#### Exercise materials:
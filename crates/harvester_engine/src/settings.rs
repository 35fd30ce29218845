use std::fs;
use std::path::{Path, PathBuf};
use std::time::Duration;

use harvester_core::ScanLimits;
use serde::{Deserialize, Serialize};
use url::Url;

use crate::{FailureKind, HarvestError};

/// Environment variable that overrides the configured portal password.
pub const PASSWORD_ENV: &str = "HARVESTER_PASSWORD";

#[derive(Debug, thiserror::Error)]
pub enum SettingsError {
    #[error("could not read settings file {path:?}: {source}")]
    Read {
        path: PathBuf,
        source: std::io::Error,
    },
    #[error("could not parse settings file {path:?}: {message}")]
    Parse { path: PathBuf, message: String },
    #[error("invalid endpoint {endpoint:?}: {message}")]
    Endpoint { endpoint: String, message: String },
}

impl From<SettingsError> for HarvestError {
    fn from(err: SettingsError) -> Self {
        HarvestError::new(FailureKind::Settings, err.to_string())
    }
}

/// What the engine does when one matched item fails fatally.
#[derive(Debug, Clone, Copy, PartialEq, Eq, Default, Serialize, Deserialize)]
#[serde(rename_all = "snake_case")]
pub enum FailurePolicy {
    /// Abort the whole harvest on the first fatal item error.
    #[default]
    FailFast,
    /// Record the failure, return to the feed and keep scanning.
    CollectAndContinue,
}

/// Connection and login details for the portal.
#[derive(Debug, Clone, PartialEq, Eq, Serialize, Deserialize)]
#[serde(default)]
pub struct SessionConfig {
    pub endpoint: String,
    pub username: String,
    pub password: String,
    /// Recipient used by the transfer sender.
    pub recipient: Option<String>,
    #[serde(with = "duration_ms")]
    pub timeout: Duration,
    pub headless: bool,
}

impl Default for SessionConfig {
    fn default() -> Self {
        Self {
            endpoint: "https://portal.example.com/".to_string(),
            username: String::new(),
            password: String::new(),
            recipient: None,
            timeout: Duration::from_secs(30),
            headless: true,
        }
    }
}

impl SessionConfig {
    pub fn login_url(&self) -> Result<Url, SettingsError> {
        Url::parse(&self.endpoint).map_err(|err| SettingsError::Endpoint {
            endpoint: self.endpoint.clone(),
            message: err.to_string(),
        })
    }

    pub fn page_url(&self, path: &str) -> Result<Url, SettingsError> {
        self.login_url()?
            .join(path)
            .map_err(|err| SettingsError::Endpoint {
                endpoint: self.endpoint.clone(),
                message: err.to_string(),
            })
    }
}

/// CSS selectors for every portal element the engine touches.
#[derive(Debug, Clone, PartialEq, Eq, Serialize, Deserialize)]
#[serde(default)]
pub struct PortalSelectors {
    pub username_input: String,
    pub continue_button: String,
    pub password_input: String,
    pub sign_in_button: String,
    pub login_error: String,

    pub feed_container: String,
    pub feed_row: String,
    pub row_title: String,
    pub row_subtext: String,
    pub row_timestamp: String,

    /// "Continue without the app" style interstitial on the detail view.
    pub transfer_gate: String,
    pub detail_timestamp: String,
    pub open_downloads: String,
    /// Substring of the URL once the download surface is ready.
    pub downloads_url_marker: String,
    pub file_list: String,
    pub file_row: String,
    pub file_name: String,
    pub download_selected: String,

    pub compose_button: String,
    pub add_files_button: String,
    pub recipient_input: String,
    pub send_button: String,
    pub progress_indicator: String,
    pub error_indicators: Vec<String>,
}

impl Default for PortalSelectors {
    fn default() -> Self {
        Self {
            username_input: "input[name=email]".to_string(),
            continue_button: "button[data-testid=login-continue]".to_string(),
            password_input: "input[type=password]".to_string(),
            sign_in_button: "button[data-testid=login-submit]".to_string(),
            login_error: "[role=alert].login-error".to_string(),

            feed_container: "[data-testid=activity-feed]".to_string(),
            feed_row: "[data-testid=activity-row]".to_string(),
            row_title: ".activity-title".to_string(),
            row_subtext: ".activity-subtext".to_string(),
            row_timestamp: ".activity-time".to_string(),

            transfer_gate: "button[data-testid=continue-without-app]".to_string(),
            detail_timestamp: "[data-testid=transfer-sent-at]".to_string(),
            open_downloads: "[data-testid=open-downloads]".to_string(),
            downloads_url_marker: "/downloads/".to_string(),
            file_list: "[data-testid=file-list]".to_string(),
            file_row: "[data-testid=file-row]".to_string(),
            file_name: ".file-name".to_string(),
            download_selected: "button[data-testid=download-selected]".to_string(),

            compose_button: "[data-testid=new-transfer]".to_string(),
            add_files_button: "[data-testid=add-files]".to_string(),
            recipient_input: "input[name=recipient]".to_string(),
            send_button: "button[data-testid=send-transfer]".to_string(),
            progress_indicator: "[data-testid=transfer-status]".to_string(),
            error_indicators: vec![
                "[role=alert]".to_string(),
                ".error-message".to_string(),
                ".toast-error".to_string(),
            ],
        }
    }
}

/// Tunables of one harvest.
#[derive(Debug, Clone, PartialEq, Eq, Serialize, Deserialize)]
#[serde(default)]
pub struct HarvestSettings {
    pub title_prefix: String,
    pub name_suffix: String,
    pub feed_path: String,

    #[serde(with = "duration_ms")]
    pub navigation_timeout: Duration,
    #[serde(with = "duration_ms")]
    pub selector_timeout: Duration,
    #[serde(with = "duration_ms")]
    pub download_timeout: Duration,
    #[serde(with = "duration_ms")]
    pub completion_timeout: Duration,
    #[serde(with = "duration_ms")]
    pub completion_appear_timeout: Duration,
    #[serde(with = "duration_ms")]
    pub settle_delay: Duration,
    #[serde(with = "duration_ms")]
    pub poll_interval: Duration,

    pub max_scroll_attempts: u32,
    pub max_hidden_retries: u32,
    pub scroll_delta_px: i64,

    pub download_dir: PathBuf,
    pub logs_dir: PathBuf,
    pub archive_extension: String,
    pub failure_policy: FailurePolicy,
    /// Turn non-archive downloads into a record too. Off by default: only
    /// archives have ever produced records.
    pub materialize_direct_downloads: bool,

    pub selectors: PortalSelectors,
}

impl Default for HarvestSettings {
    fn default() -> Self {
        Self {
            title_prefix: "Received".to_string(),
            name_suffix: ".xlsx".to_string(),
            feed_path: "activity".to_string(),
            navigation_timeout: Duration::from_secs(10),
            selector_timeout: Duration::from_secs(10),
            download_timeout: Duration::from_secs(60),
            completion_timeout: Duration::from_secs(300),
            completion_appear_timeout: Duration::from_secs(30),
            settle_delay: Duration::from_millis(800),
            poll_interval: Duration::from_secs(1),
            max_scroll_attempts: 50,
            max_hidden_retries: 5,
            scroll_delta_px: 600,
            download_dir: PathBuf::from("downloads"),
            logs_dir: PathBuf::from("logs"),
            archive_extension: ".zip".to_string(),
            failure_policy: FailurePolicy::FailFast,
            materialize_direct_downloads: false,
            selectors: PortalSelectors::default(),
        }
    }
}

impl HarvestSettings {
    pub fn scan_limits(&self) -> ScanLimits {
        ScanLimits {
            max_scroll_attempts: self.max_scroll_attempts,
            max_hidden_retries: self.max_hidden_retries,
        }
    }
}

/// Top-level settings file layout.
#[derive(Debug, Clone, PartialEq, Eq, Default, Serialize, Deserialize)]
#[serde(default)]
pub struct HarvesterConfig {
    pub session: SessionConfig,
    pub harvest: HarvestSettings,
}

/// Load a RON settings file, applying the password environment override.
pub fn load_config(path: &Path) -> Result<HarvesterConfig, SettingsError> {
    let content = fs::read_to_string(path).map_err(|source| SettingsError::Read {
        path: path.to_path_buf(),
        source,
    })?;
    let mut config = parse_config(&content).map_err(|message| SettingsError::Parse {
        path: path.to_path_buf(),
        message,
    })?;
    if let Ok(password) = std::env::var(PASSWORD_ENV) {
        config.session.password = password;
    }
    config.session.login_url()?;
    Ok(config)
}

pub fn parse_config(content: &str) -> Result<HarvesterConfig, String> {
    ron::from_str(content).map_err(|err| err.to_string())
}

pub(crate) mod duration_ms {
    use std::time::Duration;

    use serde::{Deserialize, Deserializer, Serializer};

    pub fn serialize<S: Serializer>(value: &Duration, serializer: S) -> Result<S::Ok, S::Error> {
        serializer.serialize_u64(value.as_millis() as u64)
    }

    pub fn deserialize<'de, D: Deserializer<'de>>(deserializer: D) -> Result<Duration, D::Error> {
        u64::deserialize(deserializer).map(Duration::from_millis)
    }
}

#### Exercise:
Up to and including the line with "#[derive(Debug, thiserror::Error)]", print every line of the records from the start.

#### Completed exercise:
filename crates/harvester_engine/src/settings.rs
repository 35fd30ce29218845
use std::fs;
use std::path::{Path, PathBuf};
use std::time::Duration;

use harvester_core::ScanLimits;
use serde::{Deserialize, Serialize};
use url::Url;

use crate::{FailureKind, HarvestError};

/// Environment variable that overrides the configured portal password.
pub const PASSWORD_ENV: &str = "HARVESTER_PASSWORD";

#[derive(Debug, thiserror::Error)]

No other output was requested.